Above we have discussed, what the situation should be when fully turning on the relay. We have designed the circuit using a much higher base current than is actually needed to turn-on the relay, because we have driven the transistor into saturation to achieve a very low collector emitter saturation voltage. For this we need a base current which is much higher than from what would be needed when considering the current gain of transistor.

Current gain of transistor is often specified for a collector emitter voltage of about 5V. Current gain of BC337 is specified for a collector emitter voltage of 1V (because it's a typical switching transistor) and is about 250 for a collector current of 30mA. Means, we can turn-on the BC337 resulting in a collector emitter voltage of 1V, when we drive a current of about 30mA / 250 = 12µA into its base.

But this means, that the transistor is only partially turned-on. Also, the current gain can drastically differ from part to part. Such a low base current in fact is totally unsuited to drive a relay, but it tells, what possibly could happen, if we are not carefully turning-off all the base current, when we want the relay to be turned-off!

And that's the point where the lower base resistor comes into play: As the transistor needs always about 0.7V to turn-on, the 1k2 resistor from base to signal ground will draw 580µA, as calculated above.

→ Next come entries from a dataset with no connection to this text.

//! Summarizer
//!
//! Drives the scan: walk, read, extract, accumulate. Files are processed one
//! at a time in traversal order and the first error aborts the whole run.

use std::path::Path;
use tracing::debug;

use super::extractor::SignatureExtractor;
use super::scanner::FileScanner;
use super::source::read_source;
use crate::report::Report;
use crate::types::Result;

pub struct Summarizer {
    scanner: FileScanner,
    extractor: SignatureExtractor,
}

impl Summarizer {
    pub fn new<P: AsRef<Path>>(root: P) -> Result<Self> {
        Ok(Self {
            scanner: FileScanner::new(root),
            extractor: SignatureExtractor::new()?,
        })
    }

    pub fn summarize(&self) -> Result<Report> {
        let mut report = Report::new();

        for file in self.scanner.walk() {
            let file = file?;
            let content = read_source(&file.path)?;
            let record = self.extractor.extract(&file.path, &content);

            debug!(
                path = %file.path.display(),
                classes = record.classes.len(),
                functions = record.functions.len(),
                "Summarized file"
            );

            report.push(record);
        }

        debug!(
            root = %self.scanner.root().display(),
            files = report.files_scanned(),
            with_findings = report.files_with_findings(),
            blocks = report.blocks().len(),
            "Scan complete"
        );

        Ok(report)
    }

    /// Summarize and write the report to `output`
    pub fn run<P: AsRef<Path>>(&self, output: P) -> Result<Report> {
        let report = self.summarize()?;
        report.save(output.as_ref())?;
        debug!(output = %output.as_ref().display(), "Report written");
        Ok(report)
    }
}

/// Summarize every `.dart` file under `root` into `output`
pub fn run<P: AsRef<Path>, Q: AsRef<Path>>(root: P, output: Q) -> Result<Report> {
    Summarizer::new(root)?.run(output)
}
//! drivesync: keep a local directory and a remote tree in sync.
//!
//! # Usage
//!
//! ```text
//! drivesync init <root> --remote <dir> [--poll-interval N] [--merge-interval N]
//! drivesync status [--json]
//! drivesync daemon start|stop|status|sync
//! ```

mod commands;

use anyhow::Result;
use clap::{Parser, Subcommand};

use commands::{daemon::DaemonCommand, init::InitArgs, status::StatusArgs};

#[derive(Parser, Debug)]
#[command(
    name = "drivesync",
    version,
    about = "Bidirectional sync between a local directory and a remote tree",
    long_about = None,
)]
struct Cli {
    #[command(subcommand)]
    command: Commands,
}

#[derive(Subcommand, Debug)]
enum Commands {
    /// Write the configuration for a synced root.
    Init(InitArgs),

    /// Show configuration and persisted sync state.
    Status(StatusArgs),

    /// Run or control the sync daemon.
    Daemon {
        #[command(subcommand)]
        command: DaemonCommand,
    },
}

fn main() -> Result<()> {
    let cli = Cli::parse();
    match cli.command {
        Commands::Init(args) => args.run(),
        Commands::Status(args) => args.run(),
        Commands::Daemon { command } => commands::daemon::run(command),
    }
}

So, applying 0.7V to the base will cause a current flow of 580µA + 12µA, although only 12µA will flow into the base of transistor. But becasue this current must also flow through the upper 1k2 resistor, again about 0.7V will drop at this resistor. So, to turn-on the BC337 a minimum potential at collector of BC556 of about 1.4V and a minimum current of about 580µA is needed. And this voltage/current will even only result in a partial turning on of BC337 as discussed above.

So, any sort of noise must at least be higher than 1.4V and must be able to deliver at least 580µA, before the BC337 is in danger to be turned on. Without this lower 1k2 base resistor only about 0.7V and a current of 12µA would be needed to do this. So, this additional base resistor drastically increases the noise immunity of the relay driver, by adding a certain and well defined threshold for turning on the transistor and by this the relay.

Kai